╔══
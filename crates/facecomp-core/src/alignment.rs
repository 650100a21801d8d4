//! Landmark alignment.
//!
//! Warps a face onto the five-point ArcFace template so the identity, swap
//! and restoration networks see a canonical crop, and composites processed
//! crops back into the frame they came from.

use image::{GrayImage, ImageBuffer, Luma, Pixel, RgbImage};
use imageproc::geometric_transformations::{warp_into, Interpolation, Projection};

use crate::imaging;

/// ArcFace template for a 112×112 crop: eyes, nose tip, mouth corners.
const TEMPLATE_112: [(f32, f32); 5] = [
    (38.2946, 51.6963),
    (73.5318, 51.5014),
    (56.0252, 71.7366),
    (41.5493, 92.3655),
    (70.7299, 92.2041),
];

pub const ALIGNED_SIZE: u32 = 112;

/// The ArcFace template scaled to a `size`×`size` crop.
pub fn reference_landmarks(size: u32) -> [(f32, f32); 5] {
    let k = size as f32 / ALIGNED_SIZE as f32;
    TEMPLATE_112.map(|(x, y)| (x * k, y * k))
}

/// Rotation, uniform scale and translation taking one landmark set onto another.
///
/// Row-major 2×3: `[a, -b, tx, b, a, ty]`.
pub type Similarity = [f32; 6];

/// Closed-form least-squares similarity from `from` onto `to`.
///
/// Centring both point sets removes the translation; what remains is a
/// complex-number regression for `a + ib`. A degenerate `from` (all points
/// coincident) yields a pure translation.
pub fn fit_similarity(from: &[(f32, f32); 5], to: &[(f32, f32); 5]) -> Similarity {
    let centroid = |pts: &[(f32, f32); 5]| {
        let (sx, sy) = pts.iter().fold((0.0, 0.0), |(ax, ay), &(x, y)| (ax + x, ay + y));
        (sx / 5.0, sy / 5.0)
    };
    let (fx, fy) = centroid(from);
    let (tx, ty) = centroid(to);

    let (mut dot, mut cross, mut spread) = (0.0f32, 0.0f32, 0.0f32);
    for (&(x, y), &(u, v)) in from.iter().zip(to) {
        let (x, y, u, v) = (x - fx, y - fy, u - tx, v - ty);
        dot += x * u + y * v;
        cross += x * v - y * u;
        spread += x * x + y * y;
    }

    let (a, b) = if spread > f32::EPSILON {
        (dot / spread, cross / spread)
    } else {
        (1.0, 0.0)
    };
    [a, -b, tx - (a * fx - b * fy), b, a, ty - (b * fx + a * fy)]
}

fn projection(m: &Similarity) -> Option<Projection> {
    Projection::from_matrix([m[0], m[1], m[2], m[3], m[4], m[5], 0.0, 0.0, 1.0])
}

/// Resample `image` through `m` into a fresh `width`×`height` buffer.
///
/// Pixels that map outside the source stay zero. A singular `m` produces an
/// all-zero buffer.
fn resample<P>(image: &ImageBuffer<P, Vec<u8>>, m: &Projection, width: u32, height: u32) -> ImageBuffer<P, Vec<u8>>
where
    P: Pixel<Subpixel = u8> + Send + Sync,
{
    let mut out = ImageBuffer::new(width, height);
    let blank = *out.get_pixel(0, 0);
    warp_into(image, m, Interpolation::Bilinear, blank, &mut out);
    out
}

/// Align a detected face to a canonical `size`×`size` crop.
///
/// Returns the crop and the frame → crop transform, which [`paste_back`] needs.
pub fn align_face(image: &RgbImage, landmarks: &[(f32, f32); 5], size: u32) -> (RgbImage, Similarity) {
    let m = fit_similarity(landmarks, &reference_landmarks(size));
    let crop = match projection(&m) {
        Some(p) => resample(image, &p, size, size),
        None => {
            tracing::warn!(?landmarks, "degenerate landmarks, crop left blank");
            RgbImage::new(size, size)
        }
    };
    (crop, m)
}

/// Composite a processed crop back into `frame` through the inverse of `m`,
/// feathering the crop border with a Gaussian of kernel size `feather`.
pub fn paste_back(frame: &RgbImage, crop: &RgbImage, m: &Similarity, feather: u32) -> RgbImage {
    let Some(back) = projection(m).map(|p| p.invert()) else {
        return frame.clone();
    };
    let (w, h) = frame.dimensions();
    let placed = resample(crop, &back, w, h);
    let coverage = resample(&GrayImage::from_pixel(crop.width(), crop.height(), Luma([255])), &back, w, h);
    // shrink first so the feather never reaches the crop's zero border
    let coverage = imaging::pad_mask(&coverage, -((feather / 4) as i32));
    let coverage = imaging::blur_kernel(&coverage, feather | 1);
    imaging::blend_masked(frame, &placed, &coverage)
}
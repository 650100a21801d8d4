//! Inpainting mask: segmentation label union with an ellipse fallback.

use crate::detector::DetectorError;
use crate::imaging;
use crate::models::FaceModels;
use crate::parser;
use crate::request::GenerationParams;
use crate::types::BoundingBox;
use image::{GrayImage, RgbImage};
use thiserror::Error;

// --- Named constants ---
/// Segmentation masks covering less than this fraction are discarded.
const MIN_SEGMENTATION_COVERAGE: f32 = 0.03;
/// Dilation iterations per unit of expansion, relative to the short side.
const DILATE_PER_EXPAND: f32 = 0.02;
const HAIR_EXPAND_MULTIPLIER: f32 = 1.5;
const HAIR_UPWARD_MULTIPLIER: f32 = 1.8;

#[derive(Error, Debug)]
pub enum MaskError {
    #[error("no face found in the background")]
    NoFace,
    #[error("detector: {0}")]
    Detector(#[from] DetectorError),
}

#[derive(Debug, Clone, Copy, PartialEq, Eq)]
pub enum MaskMethod {
    Segmentation,
    Ellipse,
}

impl std::fmt::Display for MaskMethod {
    fn fmt(&self, f: &mut std::fmt::Formatter<'_>) -> std::fmt::Result {
        match self {
            MaskMethod::Segmentation => f.write_str("segmentation"),
            MaskMethod::Ellipse => f.write_str("ellipse"),
        }
    }
}

#[derive(Debug, Clone, Copy, PartialEq)]
pub struct MaskOptions {
    pub expand: f32,
    pub blur: f32,
    pub include_hair: bool,
    pub include_neck: bool,
    pub padding: i32,
    pub use_segmentation: bool,
}

impl MaskOptions {
    pub fn from_params(params: &GenerationParams) -> Self {
        Self {
            expand: params.mask_expand,
            blur: params.mask_blur,
            include_hair: params.include_hair,
            include_neck: params.include_neck,
            padding: params.mask_padding,
            use_segmentation: params.use_segmentation,
        }
    }
}

/// Inpainting mask at the working resolution, 0 keep / 255 regenerate.
#[derive(Debug, Clone)]
pub struct FaceMask {
    pub mask: GrayImage,
    pub method: MaskMethod,
    pub include_hair: bool,
    pub include_neck: bool,
    pub expand: f32,
    pub blur: f32,
    pub coverage: f32,
    /// The face the mask was built around: the detected box for the ellipse,
    /// the labelled region's bounds for segmentation.
    pub face_box: BoundingBox,
}

#[derive(Debug, Default, Clone, Copy)]
pub struct MaskBuilder;

impl MaskBuilder {
    pub fn new() -> Self {
        Self
    }

    /// Build the mask for the largest face in `image`.
    ///
    /// Segmentation is tried first when requested and a parser is loaded; it
    /// needs no detection. The detector is consulted only for the ellipse
    /// fallback, and no face there is an error.
    pub fn build_mask(
        &self,
        models: &mut FaceModels,
        image: &RgbImage,
        opts: &MaskOptions,
    ) -> Result<FaceMask, MaskError> {
        let segmented = if opts.use_segmentation {
            self.segmentation_mask(models, image, opts)
        } else {
            None
        };

        let (mask, method, face_box) = match segmented {
            Some((mask, face_box)) => (mask, MaskMethod::Segmentation, face_box),
            None => {
                let face_box = models.detector.largest_face(image)?.ok_or(MaskError::NoFace)?;
                (ellipse_mask(image, &face_box, opts), MaskMethod::Ellipse, face_box)
            }
        };
        let mask = imaging::pad_mask(&mask, opts.padding);
        let coverage = imaging::coverage(&mask);

        tracing::info!(
            method = %method,
            coverage,
            hair = opts.include_hair,
            neck = opts.include_neck,
            padding = opts.padding,
            "face mask built"
        );

        Ok(FaceMask {
            mask,
            method,
            include_hair: opts.include_hair,
            include_neck: opts.include_neck,
            expand: opts.expand,
            blur: opts.blur,
            coverage,
            face_box,
        })
    }

    /// The blurred label-union mask and the box around its labelled pixels.
    fn segmentation_mask(
        &self,
        models: &mut FaceModels,
        image: &RgbImage,
        opts: &MaskOptions,
    ) -> Option<(GrayImage, BoundingBox)> {
        let face_parser = models.parser.as_mut()?;
        let map = match face_parser.parse(image) {
            Ok(map) => map,
            Err(e) => {
                tracing::warn!(error = %e, "face parsing failed, using ellipse mask");
                return None;
            }
        };
        let map = map.resized(image.width(), image.height());
        let mask = map.union_mask(&parser::region_labels(opts.include_hair, opts.include_neck));

        let coverage = imaging::coverage(&mask);
        if coverage < MIN_SEGMENTATION_COVERAGE {
            tracing::warn!(coverage, "segmentation coverage too low, using ellipse mask");
            return None;
        }
        let (x0, y0, x1, y1) = imaging::mask_bounds(&mask)?;
        let face_box = BoundingBox::new(x0 as f32, y0 as f32, (x1 - x0) as f32, (y1 - y0) as f32);

        let mask = imaging::fill_holes(&mask);
        let short = image.width().min(image.height()) as f32;
        let iterations = (short * DILATE_PER_EXPAND * opts.expand).floor().max(0.0) as u32;
        let mask = imaging::dilate_iterations(&mask, iterations);
        Some((imaging::blur_radius(&mask, opts.blur), face_box))
    }
}

/// Ellipse inscribed in the face box grown by `expand` (more upward with hair).
fn ellipse_mask(image: &RgbImage, face: &BoundingBox, opts: &MaskOptions) -> GrayImage {
    let (w, h) = image.dimensions();
    let multiplier = if opts.include_hair { HAIR_EXPAND_MULTIPLIER } else { 1.0 };
    let expand_w = (face.width * opts.expand * multiplier).floor();
    let expand_h = (face.height * opts.expand * multiplier).floor();
    let expand_up = if opts.include_hair {
        (expand_h * HAIR_UPWARD_MULTIPLIER).floor()
    } else {
        expand_h
    };

    let x0 = (face.x - expand_w).max(0.0) as u32;
    let y0 = (face.y - expand_up).max(0.0) as u32;
    let x1 = ((face.x + face.width + expand_w).max(0.0) as u32).min(w);
    let y1 = ((face.y + face.height + expand_h).max(0.0) as u32).min(h);

    let mask = imaging::ellipse_mask(w, h, (x0, y0, x1, y1));
    let feather = opts.blur.max(0.0).round() as u32;
    imaging::blur_kernel(&mask, feather * 2 + 1)
}

#[cfg(test)]
mod tests {
    use super::*;
    use crate::testing;
    use image::Rgb;

    fn opts() -> MaskOptions {
        MaskOptions::from_params(&GenerationParams::default())
    }

    fn background() -> RgbImage {
        RgbImage::from_pixel(128, 128, Rgb([90, 110, 130]))
    }

    #[test]
    fn test_no_face_is_error() {
        let mut models = testing::models_with_faces(vec![]);
        models.parser = Some(Box::new(testing::BlankParser));
        let err = MaskBuilder::new().build_mask(&mut models, &background(), &opts()).unwrap_err();
        assert!(matches!(err, MaskError::NoFace));

        models.parser = None;
        let err = MaskBuilder::new().build_mask(&mut models, &background(), &opts()).unwrap_err();
        assert!(matches!(err, MaskError::NoFace));
    }

    #[test]
    fn test_segmentation_needs_no_detection() {
        let mut models = testing::models_with_faces(vec![]);
        let fm = MaskBuilder::new().build_mask(&mut models, &background(), &opts()).unwrap();
        assert_eq!(fm.method, MaskMethod::Segmentation);
        assert!(fm.coverage > MIN_SEGMENTATION_COVERAGE);
        // Box around the fixture's skin and hair labels.
        assert!(fm.face_box.width > 0.0 && fm.face_box.height > 0.0);
        let (cx, cy) = fm.face_box.center();
        assert!(fm.mask.get_pixel(cx as u32, cy as u32)[0] > 250);
    }

    #[test]
    fn test_sparse_parse_falls_back_to_detected_ellipse() {
        let face = BoundingBox::new(40.0, 40.0, 48.0, 56.0);
        let mut models = testing::models_with_faces(vec![face.clone()]);
        models.parser = Some(Box::new(testing::SpeckParser));
        let fm = MaskBuilder::new().build_mask(&mut models, &background(), &opts()).unwrap();
        assert_eq!(fm.method, MaskMethod::Ellipse);
        assert_eq!(fm.face_box, face);
        assert!(fm.mask.get_pixel(64, 68)[0] > 250);
    }

    #[test]
    fn test_segmentation_mask_nonempty_and_sized() {
        let mut models = testing::models();
        let fm = MaskBuilder::new().build_mask(&mut models, &background(), &opts()).unwrap();
        assert_eq!(fm.method, MaskMethod::Segmentation);
        assert_eq!(fm.mask.dimensions(), (128, 128));
        assert!(fm.coverage > 0.0 && fm.coverage <= 1.0);
        assert!(fm.include_hair);
    }

    #[test]
    fn test_low_coverage_falls_back_to_ellipse() {
        let mut models = testing::models();
        models.parser = Some(Box::new(testing::BlankParser));
        let fm = MaskBuilder::new().build_mask(&mut models, &background(), &opts()).unwrap();
        assert_eq!(fm.method, MaskMethod::Ellipse);
        assert!(fm.coverage > 0.0);
    }

    #[test]
    fn test_segmentation_disabled_uses_ellipse() {
        let mut models = testing::models();
        let o = MaskOptions { use_segmentation: false, ..opts() };
        let fm = MaskBuilder::new().build_mask(&mut models, &background(), &o).unwrap();
        assert_eq!(fm.method, MaskMethod::Ellipse);
        // The face centre is inside the ellipse.
        let (cx, cy) = fm.face_box.center();
        assert!(fm.mask.get_pixel(cx as u32, cy as u32)[0] > 250);
    }

    #[test]
    fn test_hair_grows_ellipse_upward() {
        let mut models = testing::models();
        let no_hair = MaskOptions { use_segmentation: false, include_hair: false, blur: 0.0, ..opts() };
        let hair = MaskOptions { include_hair: true, ..no_hair };
        let a = MaskBuilder::new().build_mask(&mut models, &background(), &no_hair).unwrap();
        let b = MaskBuilder::new().build_mask(&mut models, &background(), &hair).unwrap();
        assert!(b.coverage > a.coverage);
        let top = |m: &GrayImage| (0..m.height()).find(|&y| (0..m.width()).any(|x| m.get_pixel(x, y)[0] > 0));
        assert!(top(&b.mask) < top(&a.mask));
    }

    #[test]
    fn test_idempotent() {
        let mut models = testing::models();
        let a = MaskBuilder::new().build_mask(&mut models, &background(), &opts()).unwrap();
        let b = MaskBuilder::new().build_mask(&mut models, &background(), &opts()).unwrap();
        assert_eq!(a.mask, b.mask);
    }

    #[test]
    fn test_padding_zero_is_noop_and_positive_grows() {
        let mut models = testing::models();
        let base = MaskBuilder::new().build_mask(&mut models, &background(), &opts()).unwrap();
        let padded = MaskBuilder::new()
            .build_mask(&mut models, &background(), &MaskOptions { padding: 6, ..opts() })
            .unwrap();
        let eroded = MaskBuilder::new()
            .build_mask(&mut models, &background(), &MaskOptions { padding: -6, ..opts() })
            .unwrap();
        assert!(padded.coverage >= base.coverage);
        assert!(eroded.coverage <= base.coverage);
        assert_eq!(imaging::pad_mask(&base.mask, 0), base.mask);
    }
}
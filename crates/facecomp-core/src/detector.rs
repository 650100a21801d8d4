//! Face localization.
//!
//! [`FaceLocator`] is what the mask, paste and refinement stages need: all faces
//! in an RGB image, plus the largest one. [`FaceDetector`] implements it with
//! an SCRFD network run through ONNX Runtime.

use crate::types::{self, BoundingBox};
use image::imageops::{self, FilterType};
use image::RgbImage;
use ndarray::Array4;
use ort::session::Session;
use ort::value::TensorRef;
use std::path::Path;
use thiserror::Error;

// --- Named constants ---
const DET_INPUT_SIDE: u32 = 640;
const DET_PIXEL_MEAN: f32 = 127.5;
const DET_PIXEL_SCALE: f32 = 1.0 / 128.0;
const DET_MIN_SCORE: f32 = 0.5;
const DET_MAX_OVERLAP: f32 = 0.4;
const DET_STRIDES: [u32; 3] = [8, 16, 32];
const DET_ANCHORS_PER_CELL: usize = 2;
const DET_HEAD_OUTPUTS: usize = 9;

#[derive(Error, Debug)]
pub enum DetectorError {
    #[error("model file not found: {0} (download det_10g.onnx from insightface into the model dir)")]
    ModelNotFound(String),
    #[error("unexpected detector output: {0}")]
    Output(String),
    #[error("image is empty")]
    EmptyImage,
    #[error("ort: {0}")]
    Ort(#[from] ort::Error),
}

/// Anything that can find faces in an RGB image.
pub trait FaceLocator {
    /// All faces, sorted by confidence (highest first).
    fn detect(&mut self, image: &RgbImage) -> Result<Vec<BoundingBox>, DetectorError>;

    /// The single largest face by box area, if any.
    fn largest_face(&mut self, image: &RgbImage) -> Result<Option<BoundingBox>, DetectorError> {
        let faces = self.detect(image)?;
        Ok(types::largest(&faces).cloned())
    }
}

/// Placement of the scaled image inside the square network input.
#[derive(Debug, Clone, Copy, PartialEq)]
struct Letterbox {
    scale: f32,
    left: u32,
    top: u32,
    width: u32,
    height: u32,
}

impl Letterbox {
    fn fit(src_width: u32, src_height: u32, side: u32) -> Self {
        let scale = (side as f32 / src_width as f32).min(side as f32 / src_height as f32);
        let width = ((src_width as f32 * scale).round() as u32).clamp(1, side);
        let height = ((src_height as f32 * scale).round() as u32).clamp(1, side);
        Self {
            scale,
            left: (side - width) / 2,
            top: (side - height) / 2,
            width,
            height,
        }
    }

    /// Map a point in network-input space back onto the source image.
    fn to_source(&self, x: f32, y: f32) -> (f32, f32) {
        ((x - self.left as f32) / self.scale, (y - self.top as f32) / self.scale)
    }
}

/// Which session output holds each head, per stride slot.
#[derive(Debug, Clone, Copy, PartialEq, Eq)]
struct HeadLayout {
    scores: [usize; 3],
    boxes: [usize; 3],
    points: [usize; 3],
}

impl HeadLayout {
    /// insightface's export order: all score maps, then boxes, then keypoints.
    const POSITIONAL: Self = Self {
        scores: [0, 1, 2],
        boxes: [3, 4, 5],
        points: [6, 7, 8],
    };

    /// Use `score_8`/`bbox_16`/`kps_32`-style names when every head has one.
    fn from_output_names(names: &[String]) -> Self {
        let lookup = |kind: &str| -> Option<[usize; 3]> {
            let mut slots = [0usize; 3];
            for (slot, stride) in slots.iter_mut().zip(DET_STRIDES) {
                let wanted = format!("{kind}_{stride}");
                *slot = names.iter().position(|n| *n == wanted)?;
            }
            Some(slots)
        };

        match (lookup("score"), lookup("bbox"), lookup("kps")) {
            (Some(scores), Some(boxes), Some(points)) => Self { scores, boxes, points },
            _ => {
                tracing::debug!(?names, "detector outputs unnamed, assuming positional layout");
                Self::POSITIONAL
            }
        }
    }
}

/// Raw head outputs for one stride level.
struct StrideHead<'a> {
    stride: u32,
    scores: &'a [f32],
    boxes: &'a [f32],
    points: &'a [f32],
}

impl StrideHead<'_> {
    /// Push every anchor above `min_score` onto `out`, in source-image coordinates.
    ///
    /// Boxes are distances from the anchor centre to each edge, keypoints are
    /// offsets from it, both in units of the stride.
    fn decode(&self, side: u32, min_score: f32, letterbox: &Letterbox, out: &mut Vec<BoundingBox>) {
        let cols = (side / self.stride) as usize;
        let anchors = cols * cols * DET_ANCHORS_PER_CELL;
        let s = self.stride as f32;

        for (i, &score) in self.scores.iter().take(anchors).enumerate() {
            if score <= min_score {
                continue;
            }
            let Some(edges) = self.boxes.get(i * 4..i * 4 + 4) else {
                continue;
            };
            let cell = i / DET_ANCHORS_PER_CELL;
            let ax = (cell % cols) as f32 * s;
            let ay = (cell / cols) as f32 * s;

            let (x0, y0) = letterbox.to_source(ax - edges[0] * s, ay - edges[1] * s);
            let (x1, y1) = letterbox.to_source(ax + edges[2] * s, ay + edges[3] * s);
            let landmarks = self.points.get(i * 10..i * 10 + 10).map(|p| {
                std::array::from_fn(|k| letterbox.to_source(ax + p[2 * k] * s, ay + p[2 * k + 1] * s))
            });

            out.push(BoundingBox {
                x: x0,
                y: y0,
                width: x1 - x0,
                height: y1 - y0,
                confidence: score,
                landmarks,
            });
        }
    }
}

/// Greedy non-maximum suppression. The result is sorted by confidence.
fn suppress_overlaps(mut candidates: Vec<BoundingBox>, max_overlap: f32) -> Vec<BoundingBox> {
    candidates.sort_by(|a, b| b.confidence.total_cmp(&a.confidence));
    let mut kept: Vec<BoundingBox> = Vec::with_capacity(candidates.len());
    for candidate in candidates {
        if kept.iter().all(|k| k.iou(&candidate) <= max_overlap) {
            kept.push(candidate);
        }
    }
    kept
}

/// Letterbox `image` into a normalized `1×3×side×side` tensor.
///
/// Padding takes the mean pixel value, which normalizes to zero.
fn to_input_tensor(image: &RgbImage, side: u32) -> (Array4<f32>, Letterbox) {
    let fit = Letterbox::fit(image.width(), image.height(), side);
    let scaled = imageops::resize(image, fit.width, fit.height, FilterType::Triangle);
    let n = side as usize;

    let tensor = Array4::from_shape_fn((1, 3, n, n), |(_, c, y, x)| {
        let (x, y) = (x as u32, y as u32);
        let inside = x >= fit.left && x < fit.left + fit.width && y >= fit.top && y < fit.top + fit.height;
        if inside {
            let value = scaled.get_pixel(x - fit.left, y - fit.top)[c] as f32;
            (value - DET_PIXEL_MEAN) * DET_PIXEL_SCALE
        } else {
            0.0
        }
    });
    (tensor, fit)
}

/// SCRFD face detector.
pub struct FaceDetector {
    session: Session,
    layout: HeadLayout,
}

impl FaceDetector {
    /// Load the SCRFD ONNX model from the given path.
    pub fn load(model_path: &str) -> Result<Self, DetectorError> {
        if !Path::new(model_path).exists() {
            return Err(DetectorError::ModelNotFound(model_path.to_string()));
        }

        let session = Session::builder()?
            .with_intra_threads(2)?
            .commit_from_file(model_path)?;

        let names: Vec<String> = session.outputs().iter().map(|o| o.name().to_string()).collect();
        if names.len() < DET_HEAD_OUTPUTS {
            return Err(DetectorError::Output(format!(
                "expected {DET_HEAD_OUTPUTS} outputs (score, bbox and kps per stride), model has {}",
                names.len()
            )));
        }
        let layout = HeadLayout::from_output_names(&names);

        tracing::info!(path = model_path, outputs = ?names, ?layout, "loaded SCRFD model");
        Ok(Self { session, layout })
    }
}

impl FaceLocator for FaceDetector {
    fn detect(&mut self, image: &RgbImage) -> Result<Vec<BoundingBox>, DetectorError> {
        if image.width() == 0 || image.height() == 0 {
            return Err(DetectorError::EmptyImage);
        }
        let (input, letterbox) = to_input_tensor(image, DET_INPUT_SIDE);
        let outputs = self.session.run(ort::inputs![TensorRef::from_array_view(input.view())?])?;

        let view = |idx: usize| {
            outputs[idx]
                .try_extract_tensor::<f32>()
                .map(|(_, data)| data)
                .map_err(|e| DetectorError::Output(format!("output {idx}: {e}")))
        };

        let mut candidates = Vec::new();
        for (slot, stride) in DET_STRIDES.into_iter().enumerate() {
            let head = StrideHead {
                stride,
                scores: view(self.layout.scores[slot])?,
                boxes: view(self.layout.boxes[slot])?,
                points: view(self.layout.points[slot])?,
            };
            head.decode(DET_INPUT_SIDE, DET_MIN_SCORE, &letterbox, &mut candidates);
        }

        let faces = suppress_overlaps(candidates, DET_MAX_OVERLAP);
        tracing::debug!(faces = faces.len(), "faces detected");
        Ok(faces)
    }
}

#[cfg(test)]
mod tests {
    use super::*;

    fn scored(x: f32, y: f32, side: f32, confidence: f32) -> BoundingBox {
        BoundingBox {
            confidence,
            ..BoundingBox::new(x, y, side, side)
        }
    }

    fn identity_fit() -> Letterbox {
        Letterbox {
            scale: 1.0,
            left: 0,
            top: 0,
            width: DET_INPUT_SIDE,
            height: DET_INPUT_SIDE,
        }
    }

    #[test]
    fn test_letterbox_landscape_portrait() {
        let fit = Letterbox::fit(1280, 960, 640);
        assert_eq!((fit.width, fit.height, fit.left, fit.top), (640, 480, 0, 80));
        let (x, y) = fit.to_source(320.0, 320.0);
        assert!((x - 640.0).abs() < 1e-3 && (y - 480.0).abs() < 1e-3);
    }

    #[test]
    fn test_head_layout_from_shuffled_names() {
        let names: Vec<String> = ["kps_8", "bbox_8", "score_8", "kps_16", "bbox_16", "score_16", "kps_32", "bbox_32", "score_32"]
            .iter()
            .map(|s| s.to_string())
            .collect();
        let layout = HeadLayout::from_output_names(&names);
        assert_eq!(layout.scores, [2, 5, 8]);
        assert_eq!(layout.boxes, [1, 4, 7]);
        assert_eq!(layout.points, [0, 3, 6]);
    }

    #[test]
    fn test_head_layout_numeric_names_are_positional() {
        let names: Vec<String> = (440..449).map(|i: usize| i.to_string()).collect();
        assert_eq!(HeadLayout::from_output_names(&names), HeadLayout::POSITIONAL);
    }

    #[test]
    fn test_decode_one_confident_anchor() {
        // stride 32 on 640: a 20×20 grid, two anchors per cell
        let anchor = (5 * 20 + 10) * DET_ANCHORS_PER_CELL;
        let mut scores = vec![0.1f32; 800];
        scores[anchor] = 0.9;
        scores[anchor + 1] = 0.5;
        let mut boxes = vec![0.0f32; 800 * 4];
        boxes[anchor * 4..anchor * 4 + 4].copy_from_slice(&[1.0, 1.0, 1.0, 2.0]);
        let points = vec![0.0f32; 800 * 10];

        let head = StrideHead {
            stride: 32,
            scores: &scores,
            boxes: &boxes,
            points: &points,
        };
        let mut out = Vec::new();
        head.decode(DET_INPUT_SIDE, DET_MIN_SCORE, &identity_fit(), &mut out);

        assert_eq!(out.len(), 1, "scores at the threshold are dropped");
        let face = &out[0];
        assert_eq!((face.x, face.y, face.width, face.height), (288.0, 128.0, 64.0, 96.0));
        assert_eq!(face.landmarks.unwrap()[2], (320.0, 160.0));
    }

    #[test]
    fn test_decode_missing_keypoints_leaves_landmarks_empty() {
        let scores = vec![0.8f32; 2];
        let boxes = vec![0.5f32; 8];
        let head = StrideHead {
            stride: 8,
            scores: &scores,
            boxes: &boxes,
            points: &[],
        };
        let mut out = Vec::new();
        head.decode(DET_INPUT_SIDE, DET_MIN_SCORE, &identity_fit(), &mut out);
        assert_eq!(out.len(), 2);
        assert!(out.iter().all(|f| f.landmarks.is_none()));
    }

    #[test]
    fn test_suppression_keeps_strongest_per_face() {
        let faces = suppress_overlaps(
            vec![
                scored(300.0, 300.0, 60.0, 0.7),
                scored(0.0, 0.0, 100.0, 0.8),
                scored(4.0, 4.0, 100.0, 0.95),
            ],
            DET_MAX_OVERLAP,
        );
        let confidences: Vec<f32> = faces.iter().map(|f| f.confidence).collect();
        assert_eq!(confidences, vec![0.95, 0.7]);
        assert!(suppress_overlaps(Vec::new(), DET_MAX_OVERLAP).is_empty());
    }

    #[test]
    fn test_input_tensor_pads_with_zero() {
        let image = RgbImage::from_pixel(20, 10, image::Rgb([255, 255, 255]));
        let (tensor, fit) = to_input_tensor(&image, DET_INPUT_SIDE);
        assert_eq!(tensor.shape(), &[1, 3, 640, 640]);
        assert_eq!((fit.top, fit.height), (160, 320));
        assert_eq!(tensor[[0, 1, 10, 320]], 0.0);
        assert!((tensor[[0, 1, 320, 320]] - 127.5 / 128.0).abs() < 1e-4);
    }

    #[test]
    fn test_largest_face_by_area() {
        struct Fixed(Vec<BoundingBox>);
        impl FaceLocator for Fixed {
            fn detect(&mut self, _: &RgbImage) -> Result<Vec<BoundingBox>, DetectorError> {
                Ok(self.0.clone())
            }
        }
        let img = RgbImage::new(4, 4);
        let mut two = Fixed(vec![scored(0.0, 0.0, 10.0, 0.99), scored(40.0, 40.0, 50.0, 0.6)]);
        let face = two.largest_face(&img).unwrap().unwrap();
        assert_eq!(face.width, 50.0);
        assert!(Fixed(vec![]).largest_face(&img).unwrap().is_none());
    }
}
╚══
> **To do**: Your answer should consist only of the lines from the one that holds "let (tensor, fit)" to the end of the entries above, both ends included, each repeated exactly.

> **Task output**:
        let (tensor, fit) = to_input_tensor(&image, DET_INPUT_SIDE);
        assert_eq!(tensor.shape(), &[1, 3, 640, 640]);
        assert_eq!((fit.top, fit.height), (160, 320));
        assert_eq!(tensor[[0, 1, 10, 320]], 0.0);
        assert!((tensor[[0, 1, 320, 320]] - 127.5 / 128.0).abs() < 1e-4);
    }

    #[test]
    fn test_largest_face_by_area() {
        struct Fixed(Vec<BoundingBox>);
        impl FaceLocator for Fixed {
            fn detect(&mut self, _: &RgbImage) -> Result<Vec<BoundingBox>, DetectorError> {
                Ok(self.0.clone())
            }
        }
        let img = RgbImage::new(4, 4);
        let mut two = Fixed(vec![scored(0.0, 0.0, 10.0, 0.99), scored(40.0, 40.0, 50.0, 0.6)]);
        let face = two.largest_face(&img).unwrap().unwrap();
        assert_eq!(face.width, 50.0);
        assert!(Fixed(vec![]).largest_face(&img).unwrap().is_none());
    }
}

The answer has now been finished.